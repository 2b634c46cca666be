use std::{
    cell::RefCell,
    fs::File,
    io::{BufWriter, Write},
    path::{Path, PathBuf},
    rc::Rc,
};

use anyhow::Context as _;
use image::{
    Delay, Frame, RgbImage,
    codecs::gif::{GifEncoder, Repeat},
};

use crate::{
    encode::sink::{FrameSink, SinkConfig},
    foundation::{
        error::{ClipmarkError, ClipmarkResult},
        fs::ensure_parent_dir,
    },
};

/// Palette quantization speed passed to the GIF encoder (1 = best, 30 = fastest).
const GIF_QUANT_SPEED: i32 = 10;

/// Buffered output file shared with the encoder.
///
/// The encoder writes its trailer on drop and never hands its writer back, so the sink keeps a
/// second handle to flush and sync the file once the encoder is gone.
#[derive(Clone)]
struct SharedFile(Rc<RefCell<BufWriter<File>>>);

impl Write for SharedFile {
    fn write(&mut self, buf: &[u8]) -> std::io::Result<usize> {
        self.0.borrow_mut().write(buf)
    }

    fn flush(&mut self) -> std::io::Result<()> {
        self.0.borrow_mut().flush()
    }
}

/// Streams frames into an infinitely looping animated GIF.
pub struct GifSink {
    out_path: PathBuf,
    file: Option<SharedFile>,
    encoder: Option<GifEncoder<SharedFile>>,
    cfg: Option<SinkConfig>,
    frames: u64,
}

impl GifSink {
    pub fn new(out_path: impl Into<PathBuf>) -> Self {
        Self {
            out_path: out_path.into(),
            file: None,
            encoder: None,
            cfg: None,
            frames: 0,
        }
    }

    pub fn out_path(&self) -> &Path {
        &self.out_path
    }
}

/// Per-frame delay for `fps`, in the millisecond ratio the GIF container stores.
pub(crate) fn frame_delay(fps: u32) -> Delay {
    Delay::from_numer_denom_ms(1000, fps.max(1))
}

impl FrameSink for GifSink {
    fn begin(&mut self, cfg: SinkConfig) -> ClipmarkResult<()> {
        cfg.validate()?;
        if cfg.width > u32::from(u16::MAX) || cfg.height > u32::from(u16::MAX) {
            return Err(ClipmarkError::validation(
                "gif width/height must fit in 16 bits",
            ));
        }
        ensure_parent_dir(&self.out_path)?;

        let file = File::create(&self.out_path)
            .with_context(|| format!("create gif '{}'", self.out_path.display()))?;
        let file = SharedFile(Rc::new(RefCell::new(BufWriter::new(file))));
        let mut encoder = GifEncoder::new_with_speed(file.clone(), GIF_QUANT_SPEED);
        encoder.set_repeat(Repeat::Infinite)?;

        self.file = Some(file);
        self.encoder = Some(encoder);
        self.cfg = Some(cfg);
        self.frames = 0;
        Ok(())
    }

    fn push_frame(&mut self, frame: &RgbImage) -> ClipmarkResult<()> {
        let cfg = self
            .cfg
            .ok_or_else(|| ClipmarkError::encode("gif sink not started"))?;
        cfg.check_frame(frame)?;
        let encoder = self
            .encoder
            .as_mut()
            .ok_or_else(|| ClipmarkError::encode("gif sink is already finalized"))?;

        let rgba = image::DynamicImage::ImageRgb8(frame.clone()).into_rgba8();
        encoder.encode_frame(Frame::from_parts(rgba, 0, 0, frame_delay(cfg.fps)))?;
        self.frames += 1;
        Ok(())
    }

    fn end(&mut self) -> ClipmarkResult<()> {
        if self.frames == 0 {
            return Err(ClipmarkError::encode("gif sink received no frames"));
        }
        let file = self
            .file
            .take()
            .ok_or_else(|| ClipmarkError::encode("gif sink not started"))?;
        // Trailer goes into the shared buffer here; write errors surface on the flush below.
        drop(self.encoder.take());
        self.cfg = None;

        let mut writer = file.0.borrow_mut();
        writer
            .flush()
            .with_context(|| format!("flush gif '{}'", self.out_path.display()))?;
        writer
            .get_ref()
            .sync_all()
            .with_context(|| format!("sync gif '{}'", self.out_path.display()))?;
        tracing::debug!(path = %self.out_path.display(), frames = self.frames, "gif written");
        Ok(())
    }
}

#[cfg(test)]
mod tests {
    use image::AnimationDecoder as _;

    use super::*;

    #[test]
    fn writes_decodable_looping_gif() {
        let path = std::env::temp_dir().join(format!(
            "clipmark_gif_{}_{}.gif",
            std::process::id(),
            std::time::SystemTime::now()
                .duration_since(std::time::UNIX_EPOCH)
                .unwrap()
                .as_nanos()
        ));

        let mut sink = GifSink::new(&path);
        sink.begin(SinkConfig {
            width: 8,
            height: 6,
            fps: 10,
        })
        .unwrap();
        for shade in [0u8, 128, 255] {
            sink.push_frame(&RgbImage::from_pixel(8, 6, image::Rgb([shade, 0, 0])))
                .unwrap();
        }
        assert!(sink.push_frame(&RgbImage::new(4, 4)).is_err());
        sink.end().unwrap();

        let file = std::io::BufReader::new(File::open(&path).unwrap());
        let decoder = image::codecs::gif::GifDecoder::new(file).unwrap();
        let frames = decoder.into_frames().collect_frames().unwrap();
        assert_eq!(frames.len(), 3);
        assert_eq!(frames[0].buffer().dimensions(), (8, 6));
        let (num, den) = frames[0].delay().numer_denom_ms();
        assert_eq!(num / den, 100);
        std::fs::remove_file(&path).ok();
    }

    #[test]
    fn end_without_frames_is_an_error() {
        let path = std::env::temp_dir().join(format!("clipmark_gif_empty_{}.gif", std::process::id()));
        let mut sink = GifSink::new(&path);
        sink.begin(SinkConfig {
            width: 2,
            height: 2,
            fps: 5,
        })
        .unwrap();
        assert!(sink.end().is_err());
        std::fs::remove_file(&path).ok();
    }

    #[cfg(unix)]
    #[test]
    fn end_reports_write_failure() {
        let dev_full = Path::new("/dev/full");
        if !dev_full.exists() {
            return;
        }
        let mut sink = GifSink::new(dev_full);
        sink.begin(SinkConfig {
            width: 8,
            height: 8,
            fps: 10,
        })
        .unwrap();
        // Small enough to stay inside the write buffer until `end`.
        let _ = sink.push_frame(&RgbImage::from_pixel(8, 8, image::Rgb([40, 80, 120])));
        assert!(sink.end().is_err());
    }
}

= = = = =

● What is needed: What you need to do is repeat every record above exactly.

● Output of the task:
repository 2b634c46cca666be
use std::{
    cell::RefCell,
    fs::File,
    io::{BufWriter, Write},
    path::{Path, PathBuf},
    rc::Rc,
};

use anyhow::Context as _;
use image::{
    Delay, Frame, RgbImage,
    codecs::gif::{GifEncoder, Repeat},
};

use crate::{
    encode::sink::{FrameSink, SinkConfig},
    foundation::{
        error::{ClipmarkError, ClipmarkResult},
        fs::ensure_parent_dir,
    },
};

/// Palette quantization speed passed to the GIF encoder (1 = best, 30 = fastest).
const GIF_QUANT_SPEED: i32 = 10;

/// Buffered output file shared with the encoder.
///
/// The encoder writes its trailer on drop and never hands its writer back, so the sink keeps a
/// second handle to flush and sync the file once the encoder is gone.
#[derive(Clone)]
struct SharedFile(Rc<RefCell<BufWriter<File>>>);

impl Write for SharedFile {
    fn write(&mut self, buf: &[u8]) -> std::io::Result<usize> {
        self.0.borrow_mut().write(buf)
    }

    fn flush(&mut self) -> std::io::Result<()> {
        self.0.borrow_mut().flush()
    }
}

/// Streams frames into an infinitely looping animated GIF.
pub struct GifSink {
    out_path: PathBuf,
    file: Option<SharedFile>,
    encoder: Option<GifEncoder<SharedFile>>,
    cfg: Option<SinkConfig>,
    frames: u64,
}

impl GifSink {
    pub fn new(out_path: impl Into<PathBuf>) -> Self {
        Self {
            out_path: out_path.into(),
            file: None,
            encoder: None,
            cfg: None,
            frames: 0,
        }
    }

    pub fn out_path(&self) -> &Path {
        &self.out_path
    }
}

/// Per-frame delay for `fps`, in the millisecond ratio the GIF container stores.
pub(crate) fn frame_delay(fps: u32) -> Delay {
    Delay::from_numer_denom_ms(1000, fps.max(1))
}

impl FrameSink for GifSink {
    fn begin(&mut self, cfg: SinkConfig) -> ClipmarkResult<()> {
        cfg.validate()?;
        if cfg.width > u32::from(u16::MAX) || cfg.height > u32::from(u16::MAX) {
            return Err(ClipmarkError::validation(
                "gif width/height must fit in 16 bits",
            ));
        }
        ensure_parent_dir(&self.out_path)?;

        let file = File::create(&self.out_path)
            .with_context(|| format!("create gif '{}'", self.out_path.display()))?;
        let file = SharedFile(Rc::new(RefCell::new(BufWriter::new(file))));
        let mut encoder = GifEncoder::new_with_speed(file.clone(), GIF_QUANT_SPEED);
        encoder.set_repeat(Repeat::Infinite)?;

        self.file = Some(file);
        self.encoder = Some(encoder);
        self.cfg = Some(cfg);
        self.frames = 0;
        Ok(())
    }

    fn push_frame(&mut self, frame: &RgbImage) -> ClipmarkResult<()> {
        let cfg = self
            .cfg
            .ok_or_else(|| ClipmarkError::encode("gif sink not started"))?;
        cfg.check_frame(frame)?;
        let encoder = self
            .encoder
            .as_mut()
            .ok_or_else(|| ClipmarkError::encode("gif sink is already finalized"))?;

        let rgba = image::DynamicImage::ImageRgb8(frame.clone()).into_rgba8();
        encoder.encode_frame(Frame::from_parts(rgba, 0, 0, frame_delay(cfg.fps)))?;
        self.frames += 1;
        Ok(())
    }

    fn end(&mut self) -> ClipmarkResult<()> {
        if self.frames == 0 {
            return Err(ClipmarkError::encode("gif sink received no frames"));
        }
        let file = self
            .file
            .take()
            .ok_or_else(|| ClipmarkError::encode("gif sink not started"))?;
        // Trailer goes into the shared buffer here; write errors surface on the flush below.
        drop(self.encoder.take());
        self.cfg = None;

        let mut writer = file.0.borrow_mut();
        writer
            .flush()
            .with_context(|| format!("flush gif '{}'", self.out_path.display()))?;
        writer
            .get_ref()
            .sync_all()
            .with_context(|| format!("sync gif '{}'", self.out_path.display()))?;
        tracing::debug!(path = %self.out_path.display(), frames = self.frames, "gif written");
        Ok(())
    }
}

#[cfg(test)]
mod tests {
    use image::AnimationDecoder as _;

    use super::*;

    #[test]
    fn writes_decodable_looping_gif() {
        let path = std::env::temp_dir().join(format!(
            "clipmark_gif_{}_{}.gif",
            std::process::id(),
            std::time::SystemTime::now()
                .duration_since(std::time::UNIX_EPOCH)
                .unwrap()
                .as_nanos()
        ));

        let mut sink = GifSink::new(&path);
        sink.begin(SinkConfig {
            width: 8,
            height: 6,
            fps: 10,
        })
        .unwrap();
        for shade in [0u8, 128, 255] {
            sink.push_frame(&RgbImage::from_pixel(8, 6, image::Rgb([shade, 0, 0])))
                .unwrap();
        }
        assert!(sink.push_frame(&RgbImage::new(4, 4)).is_err());
        sink.end().unwrap();

        let file = std::io::BufReader::new(File::open(&path).unwrap());
        let decoder = image::codecs::gif::GifDecoder::new(file).unwrap();
        let frames = decoder.into_frames().collect_frames().unwrap();
        assert_eq!(frames.len(), 3);
        assert_eq!(frames[0].buffer().dimensions(), (8, 6));
        let (num, den) = frames[0].delay().numer_denom_ms();
        assert_eq!(num / den, 100);
        std::fs::remove_file(&path).ok();
    }

    #[test]
    fn end_without_frames_is_an_error() {
        let path = std::env::temp_dir().join(format!("clipmark_gif_empty_{}.gif", std::process::id()));
        let mut sink = GifSink::new(&path);
        sink.begin(SinkConfig {
            width: 2,
            height: 2,
            fps: 5,
        })
        .unwrap();
        assert!(sink.end().is_err());
        std::fs::remove_file(&path).ok();
    }

    #[cfg(unix)]
    #[test]
    fn end_reports_write_failure() {
        let dev_full = Path::new("/dev/full");
        if !dev_full.exists() {
            return;
        }
        let mut sink = GifSink::new(dev_full);
        sink.begin(SinkConfig {
            width: 8,
            height: 8,
            fps: 10,
        })
        .unwrap();
        // Small enough to stay inside the write buffer until `end`.
        let _ = sink.push_frame(&RgbImage::from_pixel(8, 8, image::Rgb([40, 80, 120])));
        assert!(sink.end().is_err());
    }
}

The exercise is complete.